- Dataset entries -
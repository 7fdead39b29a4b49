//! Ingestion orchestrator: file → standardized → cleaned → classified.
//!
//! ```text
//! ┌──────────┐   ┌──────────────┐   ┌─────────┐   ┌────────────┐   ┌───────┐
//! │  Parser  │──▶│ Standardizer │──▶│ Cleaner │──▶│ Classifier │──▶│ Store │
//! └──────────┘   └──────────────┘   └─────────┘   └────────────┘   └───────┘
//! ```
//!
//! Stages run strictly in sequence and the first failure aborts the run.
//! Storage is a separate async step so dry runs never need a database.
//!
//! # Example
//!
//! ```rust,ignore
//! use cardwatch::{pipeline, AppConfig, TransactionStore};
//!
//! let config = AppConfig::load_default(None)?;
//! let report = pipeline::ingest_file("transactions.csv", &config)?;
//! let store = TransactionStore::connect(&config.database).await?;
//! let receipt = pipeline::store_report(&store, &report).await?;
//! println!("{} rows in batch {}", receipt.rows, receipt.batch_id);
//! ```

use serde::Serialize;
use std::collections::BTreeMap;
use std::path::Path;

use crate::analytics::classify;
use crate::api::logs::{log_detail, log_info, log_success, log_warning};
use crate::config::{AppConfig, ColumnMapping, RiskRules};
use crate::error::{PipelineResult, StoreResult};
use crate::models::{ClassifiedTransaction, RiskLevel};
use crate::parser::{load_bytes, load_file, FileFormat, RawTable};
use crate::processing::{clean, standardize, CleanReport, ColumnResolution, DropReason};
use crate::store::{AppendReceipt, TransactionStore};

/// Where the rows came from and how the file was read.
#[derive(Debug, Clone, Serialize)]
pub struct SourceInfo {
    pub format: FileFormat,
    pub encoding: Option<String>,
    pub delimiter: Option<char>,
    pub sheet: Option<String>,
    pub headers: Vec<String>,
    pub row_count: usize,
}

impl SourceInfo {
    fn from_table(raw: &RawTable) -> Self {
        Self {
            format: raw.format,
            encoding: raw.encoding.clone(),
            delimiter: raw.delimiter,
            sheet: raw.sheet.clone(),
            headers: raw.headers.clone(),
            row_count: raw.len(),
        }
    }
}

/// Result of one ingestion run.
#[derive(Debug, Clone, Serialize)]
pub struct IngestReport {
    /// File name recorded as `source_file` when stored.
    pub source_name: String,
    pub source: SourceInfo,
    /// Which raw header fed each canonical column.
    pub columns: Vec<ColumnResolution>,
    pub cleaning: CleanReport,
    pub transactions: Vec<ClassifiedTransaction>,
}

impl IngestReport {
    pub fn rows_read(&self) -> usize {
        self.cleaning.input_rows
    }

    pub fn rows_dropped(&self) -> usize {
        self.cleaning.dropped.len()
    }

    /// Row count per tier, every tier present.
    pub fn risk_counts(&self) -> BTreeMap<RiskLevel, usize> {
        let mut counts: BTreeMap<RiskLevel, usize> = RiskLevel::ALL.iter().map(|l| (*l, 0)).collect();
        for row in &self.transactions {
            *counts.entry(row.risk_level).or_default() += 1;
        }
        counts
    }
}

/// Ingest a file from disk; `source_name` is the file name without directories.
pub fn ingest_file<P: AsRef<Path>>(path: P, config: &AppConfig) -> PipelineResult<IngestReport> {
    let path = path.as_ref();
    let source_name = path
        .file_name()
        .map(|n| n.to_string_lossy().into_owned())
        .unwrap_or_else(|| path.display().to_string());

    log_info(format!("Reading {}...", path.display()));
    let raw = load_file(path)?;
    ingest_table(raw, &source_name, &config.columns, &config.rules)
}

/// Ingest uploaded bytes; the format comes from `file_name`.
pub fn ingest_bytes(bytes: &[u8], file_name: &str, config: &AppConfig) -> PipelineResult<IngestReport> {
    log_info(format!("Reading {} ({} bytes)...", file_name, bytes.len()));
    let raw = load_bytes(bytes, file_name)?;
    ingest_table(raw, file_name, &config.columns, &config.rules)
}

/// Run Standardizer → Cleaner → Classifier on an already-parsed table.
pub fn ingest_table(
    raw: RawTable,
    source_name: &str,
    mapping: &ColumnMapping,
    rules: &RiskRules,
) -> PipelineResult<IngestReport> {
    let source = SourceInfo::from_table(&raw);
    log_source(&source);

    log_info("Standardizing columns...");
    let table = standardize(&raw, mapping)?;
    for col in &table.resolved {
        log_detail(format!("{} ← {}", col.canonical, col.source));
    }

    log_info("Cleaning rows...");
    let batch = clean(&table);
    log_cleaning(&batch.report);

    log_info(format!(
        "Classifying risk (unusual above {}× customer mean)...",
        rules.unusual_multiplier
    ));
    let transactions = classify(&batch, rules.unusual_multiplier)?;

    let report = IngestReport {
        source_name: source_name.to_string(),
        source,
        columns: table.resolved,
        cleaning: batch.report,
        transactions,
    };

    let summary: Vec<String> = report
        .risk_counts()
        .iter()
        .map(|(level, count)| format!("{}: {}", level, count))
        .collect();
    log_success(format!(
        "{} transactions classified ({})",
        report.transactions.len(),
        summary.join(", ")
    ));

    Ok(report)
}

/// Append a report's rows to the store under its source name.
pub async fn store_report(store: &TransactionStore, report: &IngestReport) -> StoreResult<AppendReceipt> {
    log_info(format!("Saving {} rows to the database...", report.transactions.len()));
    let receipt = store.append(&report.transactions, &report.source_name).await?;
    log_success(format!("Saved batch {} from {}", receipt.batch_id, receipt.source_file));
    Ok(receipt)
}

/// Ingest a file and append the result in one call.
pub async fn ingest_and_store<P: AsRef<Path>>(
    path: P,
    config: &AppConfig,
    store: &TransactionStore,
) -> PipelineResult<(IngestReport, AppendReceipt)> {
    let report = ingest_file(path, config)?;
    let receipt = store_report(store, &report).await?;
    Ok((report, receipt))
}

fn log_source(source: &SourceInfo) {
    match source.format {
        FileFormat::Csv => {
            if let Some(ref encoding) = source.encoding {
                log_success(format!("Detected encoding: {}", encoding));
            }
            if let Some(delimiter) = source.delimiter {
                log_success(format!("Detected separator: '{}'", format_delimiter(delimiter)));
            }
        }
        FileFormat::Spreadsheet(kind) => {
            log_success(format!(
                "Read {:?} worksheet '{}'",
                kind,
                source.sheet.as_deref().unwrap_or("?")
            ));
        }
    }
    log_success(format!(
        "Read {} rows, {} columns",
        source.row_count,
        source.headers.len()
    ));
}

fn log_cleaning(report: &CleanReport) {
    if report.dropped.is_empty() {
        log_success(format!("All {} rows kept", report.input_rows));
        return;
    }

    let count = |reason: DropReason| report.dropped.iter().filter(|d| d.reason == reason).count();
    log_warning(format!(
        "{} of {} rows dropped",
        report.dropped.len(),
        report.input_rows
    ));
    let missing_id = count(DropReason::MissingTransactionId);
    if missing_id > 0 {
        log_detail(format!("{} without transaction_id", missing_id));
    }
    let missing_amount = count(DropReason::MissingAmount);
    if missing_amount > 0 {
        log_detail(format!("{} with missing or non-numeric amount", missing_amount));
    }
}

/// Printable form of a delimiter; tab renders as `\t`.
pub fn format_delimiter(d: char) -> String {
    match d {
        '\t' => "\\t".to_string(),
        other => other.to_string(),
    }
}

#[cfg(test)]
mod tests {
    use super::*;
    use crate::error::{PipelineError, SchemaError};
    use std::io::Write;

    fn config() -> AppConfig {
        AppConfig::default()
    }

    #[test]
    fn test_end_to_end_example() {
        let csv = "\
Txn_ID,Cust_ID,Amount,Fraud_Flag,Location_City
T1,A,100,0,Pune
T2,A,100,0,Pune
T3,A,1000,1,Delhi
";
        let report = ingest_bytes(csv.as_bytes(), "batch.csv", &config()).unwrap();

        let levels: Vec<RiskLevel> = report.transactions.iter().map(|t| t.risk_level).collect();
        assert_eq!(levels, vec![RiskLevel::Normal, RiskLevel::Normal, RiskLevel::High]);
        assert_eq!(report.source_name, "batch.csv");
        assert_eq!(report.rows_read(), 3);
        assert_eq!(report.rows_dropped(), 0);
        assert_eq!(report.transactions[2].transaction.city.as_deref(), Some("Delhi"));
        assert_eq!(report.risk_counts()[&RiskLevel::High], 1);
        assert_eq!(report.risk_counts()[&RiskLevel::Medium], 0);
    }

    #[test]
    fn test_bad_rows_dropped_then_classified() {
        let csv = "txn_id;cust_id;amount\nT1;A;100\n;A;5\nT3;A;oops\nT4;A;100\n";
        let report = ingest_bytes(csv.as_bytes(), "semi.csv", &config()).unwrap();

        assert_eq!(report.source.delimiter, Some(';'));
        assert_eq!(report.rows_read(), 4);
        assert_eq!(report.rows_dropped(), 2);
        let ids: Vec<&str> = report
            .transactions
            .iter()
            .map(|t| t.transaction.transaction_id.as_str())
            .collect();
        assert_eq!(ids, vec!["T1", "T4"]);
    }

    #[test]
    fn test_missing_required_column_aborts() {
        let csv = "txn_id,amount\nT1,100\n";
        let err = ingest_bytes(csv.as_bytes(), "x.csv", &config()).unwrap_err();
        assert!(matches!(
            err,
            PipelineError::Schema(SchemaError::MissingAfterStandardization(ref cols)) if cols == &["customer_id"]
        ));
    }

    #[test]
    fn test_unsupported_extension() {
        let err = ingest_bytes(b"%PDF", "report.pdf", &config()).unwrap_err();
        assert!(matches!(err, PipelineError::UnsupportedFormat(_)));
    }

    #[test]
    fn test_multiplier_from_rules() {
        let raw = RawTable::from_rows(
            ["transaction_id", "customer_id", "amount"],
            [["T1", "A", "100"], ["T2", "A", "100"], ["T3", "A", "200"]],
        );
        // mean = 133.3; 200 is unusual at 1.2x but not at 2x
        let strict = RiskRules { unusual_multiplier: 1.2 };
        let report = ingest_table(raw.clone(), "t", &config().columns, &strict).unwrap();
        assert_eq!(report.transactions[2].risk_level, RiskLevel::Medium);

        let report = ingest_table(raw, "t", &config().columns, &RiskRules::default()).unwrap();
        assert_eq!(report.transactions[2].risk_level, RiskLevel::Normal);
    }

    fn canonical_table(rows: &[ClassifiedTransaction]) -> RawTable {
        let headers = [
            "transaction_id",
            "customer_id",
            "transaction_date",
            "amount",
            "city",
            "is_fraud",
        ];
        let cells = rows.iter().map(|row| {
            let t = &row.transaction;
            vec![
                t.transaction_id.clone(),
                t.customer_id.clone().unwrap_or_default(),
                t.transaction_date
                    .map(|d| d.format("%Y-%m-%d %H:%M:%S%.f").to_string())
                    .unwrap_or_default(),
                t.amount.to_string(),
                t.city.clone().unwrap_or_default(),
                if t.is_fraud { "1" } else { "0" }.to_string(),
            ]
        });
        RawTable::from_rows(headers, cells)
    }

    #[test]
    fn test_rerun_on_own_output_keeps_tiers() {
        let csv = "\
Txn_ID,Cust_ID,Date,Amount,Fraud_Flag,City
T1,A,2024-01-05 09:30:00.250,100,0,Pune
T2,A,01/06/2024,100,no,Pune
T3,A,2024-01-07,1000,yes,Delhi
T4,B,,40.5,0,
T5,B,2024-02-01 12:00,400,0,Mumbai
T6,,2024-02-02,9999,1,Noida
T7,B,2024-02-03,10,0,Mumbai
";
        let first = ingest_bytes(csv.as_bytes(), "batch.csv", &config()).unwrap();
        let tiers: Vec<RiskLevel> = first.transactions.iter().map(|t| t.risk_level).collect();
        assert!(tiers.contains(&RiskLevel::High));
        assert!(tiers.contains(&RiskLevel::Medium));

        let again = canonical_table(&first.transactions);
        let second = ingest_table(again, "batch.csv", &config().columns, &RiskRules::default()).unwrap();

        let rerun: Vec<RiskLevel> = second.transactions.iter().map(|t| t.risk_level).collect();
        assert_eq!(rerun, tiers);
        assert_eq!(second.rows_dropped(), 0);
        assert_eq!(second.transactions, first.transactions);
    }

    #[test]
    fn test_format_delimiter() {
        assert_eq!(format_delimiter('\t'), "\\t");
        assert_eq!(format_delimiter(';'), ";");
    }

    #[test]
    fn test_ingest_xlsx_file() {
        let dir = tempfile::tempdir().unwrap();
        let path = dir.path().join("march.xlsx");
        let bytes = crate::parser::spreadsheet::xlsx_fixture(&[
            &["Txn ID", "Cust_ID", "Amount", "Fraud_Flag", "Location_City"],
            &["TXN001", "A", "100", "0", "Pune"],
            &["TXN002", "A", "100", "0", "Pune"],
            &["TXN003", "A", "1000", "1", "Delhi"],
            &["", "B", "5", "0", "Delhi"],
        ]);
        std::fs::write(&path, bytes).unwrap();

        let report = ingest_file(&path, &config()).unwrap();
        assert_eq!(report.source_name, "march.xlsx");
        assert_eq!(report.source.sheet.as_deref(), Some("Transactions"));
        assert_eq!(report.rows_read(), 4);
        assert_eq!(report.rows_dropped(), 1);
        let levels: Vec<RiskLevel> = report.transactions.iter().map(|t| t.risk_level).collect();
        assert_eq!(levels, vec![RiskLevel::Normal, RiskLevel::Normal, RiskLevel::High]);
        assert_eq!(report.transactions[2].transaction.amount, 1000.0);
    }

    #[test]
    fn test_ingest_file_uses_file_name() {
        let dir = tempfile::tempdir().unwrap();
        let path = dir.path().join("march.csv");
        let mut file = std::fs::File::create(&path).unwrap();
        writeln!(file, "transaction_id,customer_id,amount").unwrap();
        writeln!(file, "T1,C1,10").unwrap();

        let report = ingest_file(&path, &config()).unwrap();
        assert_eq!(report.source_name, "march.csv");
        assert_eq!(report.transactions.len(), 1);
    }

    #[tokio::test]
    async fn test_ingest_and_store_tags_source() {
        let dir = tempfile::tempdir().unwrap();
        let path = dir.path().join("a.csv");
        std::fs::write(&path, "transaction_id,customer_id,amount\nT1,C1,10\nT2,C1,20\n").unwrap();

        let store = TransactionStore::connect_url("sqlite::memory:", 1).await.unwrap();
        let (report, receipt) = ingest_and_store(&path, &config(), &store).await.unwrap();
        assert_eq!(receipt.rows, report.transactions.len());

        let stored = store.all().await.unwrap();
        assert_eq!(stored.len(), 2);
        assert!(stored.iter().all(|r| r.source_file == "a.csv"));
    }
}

--

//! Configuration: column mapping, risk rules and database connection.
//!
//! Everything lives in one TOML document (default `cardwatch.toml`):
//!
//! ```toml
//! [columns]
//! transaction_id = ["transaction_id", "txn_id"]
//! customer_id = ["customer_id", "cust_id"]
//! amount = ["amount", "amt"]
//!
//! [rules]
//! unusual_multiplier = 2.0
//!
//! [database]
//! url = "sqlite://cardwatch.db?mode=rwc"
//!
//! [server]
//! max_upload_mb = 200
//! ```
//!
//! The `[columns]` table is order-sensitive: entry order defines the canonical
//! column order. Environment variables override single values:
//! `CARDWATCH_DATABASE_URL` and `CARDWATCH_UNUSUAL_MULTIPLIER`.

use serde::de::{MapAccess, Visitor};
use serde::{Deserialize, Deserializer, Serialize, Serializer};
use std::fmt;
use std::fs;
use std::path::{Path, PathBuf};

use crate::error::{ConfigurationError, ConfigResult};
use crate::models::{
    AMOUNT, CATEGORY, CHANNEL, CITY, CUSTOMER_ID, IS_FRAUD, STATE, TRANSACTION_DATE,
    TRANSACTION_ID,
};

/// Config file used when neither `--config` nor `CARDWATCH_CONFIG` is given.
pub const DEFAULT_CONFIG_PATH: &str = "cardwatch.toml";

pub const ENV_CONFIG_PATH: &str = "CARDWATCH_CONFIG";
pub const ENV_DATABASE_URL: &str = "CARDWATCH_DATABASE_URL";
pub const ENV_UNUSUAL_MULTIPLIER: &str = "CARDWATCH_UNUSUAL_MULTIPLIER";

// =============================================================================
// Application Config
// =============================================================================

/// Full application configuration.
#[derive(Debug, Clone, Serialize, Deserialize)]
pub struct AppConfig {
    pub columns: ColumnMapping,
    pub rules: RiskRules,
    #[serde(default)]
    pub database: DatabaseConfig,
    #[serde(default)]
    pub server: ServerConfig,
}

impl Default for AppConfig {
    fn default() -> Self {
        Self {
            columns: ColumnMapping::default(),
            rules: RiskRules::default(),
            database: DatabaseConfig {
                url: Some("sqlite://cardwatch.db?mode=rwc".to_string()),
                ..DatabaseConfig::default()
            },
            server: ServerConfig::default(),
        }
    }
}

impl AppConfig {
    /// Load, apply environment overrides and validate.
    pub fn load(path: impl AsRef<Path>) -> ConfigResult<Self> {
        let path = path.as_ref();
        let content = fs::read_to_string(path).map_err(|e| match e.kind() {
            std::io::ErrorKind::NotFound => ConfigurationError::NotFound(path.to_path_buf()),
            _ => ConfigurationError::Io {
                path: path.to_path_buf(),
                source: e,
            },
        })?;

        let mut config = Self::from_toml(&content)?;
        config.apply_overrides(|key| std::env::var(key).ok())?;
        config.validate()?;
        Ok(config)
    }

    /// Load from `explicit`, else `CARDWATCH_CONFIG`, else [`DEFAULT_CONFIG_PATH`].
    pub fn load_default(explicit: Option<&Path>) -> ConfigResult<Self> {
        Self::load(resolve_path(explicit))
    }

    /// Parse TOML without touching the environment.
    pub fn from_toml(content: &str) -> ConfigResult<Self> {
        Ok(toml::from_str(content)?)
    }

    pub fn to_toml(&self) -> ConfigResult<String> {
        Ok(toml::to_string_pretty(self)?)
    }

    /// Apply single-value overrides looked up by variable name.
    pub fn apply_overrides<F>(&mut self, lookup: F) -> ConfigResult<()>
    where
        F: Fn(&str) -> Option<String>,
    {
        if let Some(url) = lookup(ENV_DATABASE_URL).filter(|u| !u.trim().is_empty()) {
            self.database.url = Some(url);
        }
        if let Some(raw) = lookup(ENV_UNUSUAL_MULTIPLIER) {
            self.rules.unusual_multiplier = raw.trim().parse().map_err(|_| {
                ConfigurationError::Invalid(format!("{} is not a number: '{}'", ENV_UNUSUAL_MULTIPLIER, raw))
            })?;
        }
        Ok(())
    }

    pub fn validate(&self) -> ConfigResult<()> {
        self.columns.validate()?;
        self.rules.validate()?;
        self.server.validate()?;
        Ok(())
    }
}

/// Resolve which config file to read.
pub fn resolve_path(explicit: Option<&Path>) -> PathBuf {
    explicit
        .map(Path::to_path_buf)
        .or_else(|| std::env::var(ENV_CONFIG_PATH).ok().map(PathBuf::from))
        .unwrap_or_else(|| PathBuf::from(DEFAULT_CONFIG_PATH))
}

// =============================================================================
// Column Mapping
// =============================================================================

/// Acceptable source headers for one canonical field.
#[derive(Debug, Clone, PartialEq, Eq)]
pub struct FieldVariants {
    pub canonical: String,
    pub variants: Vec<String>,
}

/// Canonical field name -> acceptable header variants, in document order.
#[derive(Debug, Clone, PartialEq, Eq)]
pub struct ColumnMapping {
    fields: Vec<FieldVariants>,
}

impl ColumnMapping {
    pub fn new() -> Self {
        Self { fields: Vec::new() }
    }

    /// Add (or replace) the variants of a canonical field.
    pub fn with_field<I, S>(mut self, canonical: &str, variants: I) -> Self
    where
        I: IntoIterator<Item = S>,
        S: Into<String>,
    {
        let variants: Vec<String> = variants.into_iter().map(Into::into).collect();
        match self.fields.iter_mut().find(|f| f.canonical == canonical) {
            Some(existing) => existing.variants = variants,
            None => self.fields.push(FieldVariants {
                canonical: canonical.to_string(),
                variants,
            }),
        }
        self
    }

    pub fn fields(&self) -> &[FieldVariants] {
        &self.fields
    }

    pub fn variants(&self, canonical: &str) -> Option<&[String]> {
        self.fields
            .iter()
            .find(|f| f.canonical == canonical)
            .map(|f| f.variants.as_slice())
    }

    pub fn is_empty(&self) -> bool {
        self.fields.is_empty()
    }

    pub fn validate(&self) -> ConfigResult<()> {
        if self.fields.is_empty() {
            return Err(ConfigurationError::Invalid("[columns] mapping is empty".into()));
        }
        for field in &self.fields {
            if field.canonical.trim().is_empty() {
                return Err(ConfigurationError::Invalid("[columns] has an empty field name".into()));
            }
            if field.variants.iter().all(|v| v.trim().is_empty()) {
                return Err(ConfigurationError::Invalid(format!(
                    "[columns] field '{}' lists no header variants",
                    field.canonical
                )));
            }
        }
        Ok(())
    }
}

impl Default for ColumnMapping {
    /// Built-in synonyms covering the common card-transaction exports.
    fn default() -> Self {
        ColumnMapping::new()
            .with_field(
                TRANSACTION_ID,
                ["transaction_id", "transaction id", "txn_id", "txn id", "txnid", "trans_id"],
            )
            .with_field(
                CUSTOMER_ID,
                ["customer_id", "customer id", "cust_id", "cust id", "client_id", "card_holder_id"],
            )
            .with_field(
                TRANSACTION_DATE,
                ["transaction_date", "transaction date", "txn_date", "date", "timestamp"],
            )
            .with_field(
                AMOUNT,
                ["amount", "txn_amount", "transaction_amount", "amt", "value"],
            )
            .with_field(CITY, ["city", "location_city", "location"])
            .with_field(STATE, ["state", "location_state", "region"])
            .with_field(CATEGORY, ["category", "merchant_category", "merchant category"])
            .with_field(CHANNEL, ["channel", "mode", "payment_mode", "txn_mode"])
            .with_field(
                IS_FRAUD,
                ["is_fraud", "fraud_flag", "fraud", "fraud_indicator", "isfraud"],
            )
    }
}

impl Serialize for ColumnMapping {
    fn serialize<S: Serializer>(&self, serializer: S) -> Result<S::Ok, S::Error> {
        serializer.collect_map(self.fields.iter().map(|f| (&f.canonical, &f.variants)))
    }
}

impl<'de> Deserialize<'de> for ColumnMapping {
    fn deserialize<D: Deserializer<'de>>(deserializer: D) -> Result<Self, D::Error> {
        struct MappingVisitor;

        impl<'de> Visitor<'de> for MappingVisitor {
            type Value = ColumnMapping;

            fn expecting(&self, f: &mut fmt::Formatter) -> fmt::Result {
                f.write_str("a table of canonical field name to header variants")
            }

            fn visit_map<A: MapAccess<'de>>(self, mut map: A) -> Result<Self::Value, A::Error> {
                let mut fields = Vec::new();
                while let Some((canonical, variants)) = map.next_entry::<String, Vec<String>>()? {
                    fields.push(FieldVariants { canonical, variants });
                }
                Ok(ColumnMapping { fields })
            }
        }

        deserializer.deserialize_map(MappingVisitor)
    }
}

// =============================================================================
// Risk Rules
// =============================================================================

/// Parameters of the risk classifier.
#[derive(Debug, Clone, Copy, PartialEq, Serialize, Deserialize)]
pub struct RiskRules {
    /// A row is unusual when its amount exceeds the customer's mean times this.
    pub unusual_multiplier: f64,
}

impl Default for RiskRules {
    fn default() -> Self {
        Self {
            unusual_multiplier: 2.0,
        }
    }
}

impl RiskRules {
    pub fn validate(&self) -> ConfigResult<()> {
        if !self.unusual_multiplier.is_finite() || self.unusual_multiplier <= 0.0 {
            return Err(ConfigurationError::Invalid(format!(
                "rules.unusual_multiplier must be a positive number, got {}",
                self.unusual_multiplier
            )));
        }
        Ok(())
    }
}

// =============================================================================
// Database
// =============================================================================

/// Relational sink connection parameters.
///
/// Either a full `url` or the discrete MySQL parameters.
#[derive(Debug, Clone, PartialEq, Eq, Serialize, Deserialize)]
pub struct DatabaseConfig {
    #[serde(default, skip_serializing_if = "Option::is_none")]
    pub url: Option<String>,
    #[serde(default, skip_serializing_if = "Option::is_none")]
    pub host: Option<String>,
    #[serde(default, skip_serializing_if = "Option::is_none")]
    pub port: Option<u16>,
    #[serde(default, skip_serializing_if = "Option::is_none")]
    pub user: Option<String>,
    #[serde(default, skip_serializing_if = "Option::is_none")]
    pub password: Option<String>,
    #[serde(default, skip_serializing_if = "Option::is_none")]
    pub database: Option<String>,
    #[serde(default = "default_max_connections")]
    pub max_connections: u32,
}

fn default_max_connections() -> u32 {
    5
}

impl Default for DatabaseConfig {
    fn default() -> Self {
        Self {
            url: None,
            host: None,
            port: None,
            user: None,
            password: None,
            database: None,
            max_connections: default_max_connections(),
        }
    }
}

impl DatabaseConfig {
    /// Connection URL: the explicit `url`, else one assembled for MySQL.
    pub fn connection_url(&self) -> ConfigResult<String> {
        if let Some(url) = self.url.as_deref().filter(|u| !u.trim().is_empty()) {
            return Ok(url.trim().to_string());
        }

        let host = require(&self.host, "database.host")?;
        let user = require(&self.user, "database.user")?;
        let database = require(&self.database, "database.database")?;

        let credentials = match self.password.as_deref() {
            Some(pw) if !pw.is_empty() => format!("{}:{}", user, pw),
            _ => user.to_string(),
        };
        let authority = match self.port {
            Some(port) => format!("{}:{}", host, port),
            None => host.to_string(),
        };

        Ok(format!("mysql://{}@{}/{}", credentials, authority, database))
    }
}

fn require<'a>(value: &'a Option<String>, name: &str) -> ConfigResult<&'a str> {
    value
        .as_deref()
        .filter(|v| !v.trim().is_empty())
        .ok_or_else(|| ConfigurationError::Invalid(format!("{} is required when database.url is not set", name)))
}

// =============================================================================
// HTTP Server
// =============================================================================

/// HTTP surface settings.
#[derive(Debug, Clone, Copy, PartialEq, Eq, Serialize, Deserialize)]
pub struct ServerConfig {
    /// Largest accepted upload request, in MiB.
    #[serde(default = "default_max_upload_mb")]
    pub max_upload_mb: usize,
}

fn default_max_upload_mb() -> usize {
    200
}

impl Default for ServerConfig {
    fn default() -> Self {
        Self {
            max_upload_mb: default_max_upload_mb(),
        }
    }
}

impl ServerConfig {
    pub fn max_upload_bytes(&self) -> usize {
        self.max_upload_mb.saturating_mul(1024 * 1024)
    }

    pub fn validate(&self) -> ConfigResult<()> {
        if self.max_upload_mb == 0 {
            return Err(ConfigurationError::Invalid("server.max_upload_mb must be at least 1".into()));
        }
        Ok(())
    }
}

- What you have to do -
Scan the lines above for "again", then copy every one that has it.

- Your response -
        let again = canonical_table(&first.transactions);
        let second = ingest_table(again, "batch.csv", &config().columns, &RiskRules::default()).unwrap();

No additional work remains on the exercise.